Mock Meats: Truth Or Dare
Image Credit: Soya Chaap Curry

Nothing personal about it, but I find this whole trend of mock meats or alternative meats a bit pretentious. For those in the dark (and I’m sure that’s a minority), mock meats are meats that mimic the taste of animal meat but are processed from plant-based protein - like soyabean, tempeh, wheat, or pea protein - with the addition of fungi-like yeast, which helps create the texture, taste, appearance and, in some cases, the smell of meats. Other meat alternatives or analogues, as they are referred to within the industry, involve curing vegetable substitutes like jackfruit (which is gaining currency both for its fibrous texture, taste, and health quotient) and eggplant to be used in recipes, which can vary from a Thai Red/Green Curry to an Indian Keema Mutter Masala. 

The more I see of these trends, the stronger I feel that, either be or don’t be vegetarian, but don’t be a wannabe. I mean, how should one feel reading names of dishes like pork or chicken sausages or pork pepperoni for your pizza, chicken grilled patty for your burger, Darjeeling chicken momo (down to the hill station known for its momo specifics), besides the chicken and mutton nuggets/keema, all with a rider of being plant-based? Wait, there is more… How does, for example, a Vegan Chicken Vindaloo or a Vegan Butter Chicken sound to your ears?  

Those batting for sustainability, however, argue that animal agriculture or raising livestock and poultry for human consumption is creating carbon footprints of an unimaginable magnitude and can create dire consequences for planet Earth. 

This concern has also given rise to a parallel industry of ‘lab-grown’ meat, which is cultured meat cultivated using animals’ cells gleaned from a body part of the animal which are then propagated in a suitable environment.

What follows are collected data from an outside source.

//! Training policy and evaluation.
//!
//! Responsibilities:
//!
//! - cap the training set to its most recent rows (`limiter`)
//! - score a model configuration with repeated random splits (`evaluator`)

pub mod evaluator;
pub mod limiter;

pub use evaluator::*;
pub use limiter::*;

The resulting product resembles the texture and consistency of the meat of an animal. While this method checks the random killing of animals for an ever-growing demand by the meat industry, this is still not the healthiest or a vegan option, which is more popular. 

Coming back to mock meats, it has now pervaded not just the menus of vegan restaurants or the kitchens of vegan consumers but is also gaining popularity with the non-vegetarian and environmentally conscious population, which consider mock meats as their go-to option, for taste as well as health reasons. Besides the restaurants which vie for attention about their plant-based menus, there are home-grown startups making mock meats which look and taste like the real McCoy. 

According to the Foreign Agricultural Service of the US, India’s meat substitutes market is expected to touch $47.57 million (₹315 crore) by 2026. Adding impetus to the trend are studies that have found that plant-based products, be it protein or meat substitute, were on average lower in calories and saturated fat, and higher in carbs and fibre than meat products. However, like a nutritionist friend points out, a number of additives like palm olein oil, emulsifying agents, and preservatives are added to make mock meats look and taste the way they do as well as for enhancing their shelf lives, and here is the catch. Not every plant-based protein brand goes the healthy way as far as ingredients are concerned. 

Consider the classic example of soya chaap, which has invaded every street, nook and corner of not only metros but smaller towns as a substitute for not only paneer and meat, but its older boring version of soya chunks, going by the generic brand name of ‘Mealmaker’. 

One of India’s foremost premium soya chaap brands whose Punjabi founders are as Gabru as its name, offers kebabs, burgers, sandwiches, momos, biryani, and wraps, all centring around its soya chaps, with a chatkaare Punjabi dhaba sensibility. Kaake Di Tandoori Chaap, Oye Hoye Achaari Chaap, YoYo Singh Chaap Burger, Kinni Sohni Masala Chaap, Patiala Peg Chaap Sandwich, and hold your breath, a Pardesi Chaap Lasagna, are amongst the varied offerings. 

Tempayy Ghee Roast 


The advantages fungi have over conventional plant-based proteins are its fibrous texture enabling a wider variety of types and cuts of meat, a neutral flavour, eliminating the need for masking agents. It requires only a small amount of land, energy and water to produce, and it packs a nutritional punch that matches meat and rival plants.

However, like sustainable farming and organic café owner Kavitha Mantha argues, it is going to be a lost cause if mock meats take over the vegan rhetoric as at the end of the day, mock meats are made in a lab. Natural, ethical, local, fresh and sustainable ways of raising meat and finding a balance to the burgeoning demands of the meat industry is a better option. 

I would definitely agree to the above, though, like they say, it’s easier said than done. But it would be advisable to use soya chaap in moderation and use a check and balance option on the trend of mock meats like soya chaap being considered the healthier mock meat option, as the jury is still out on whether the mock meat industry is going to help save the planet.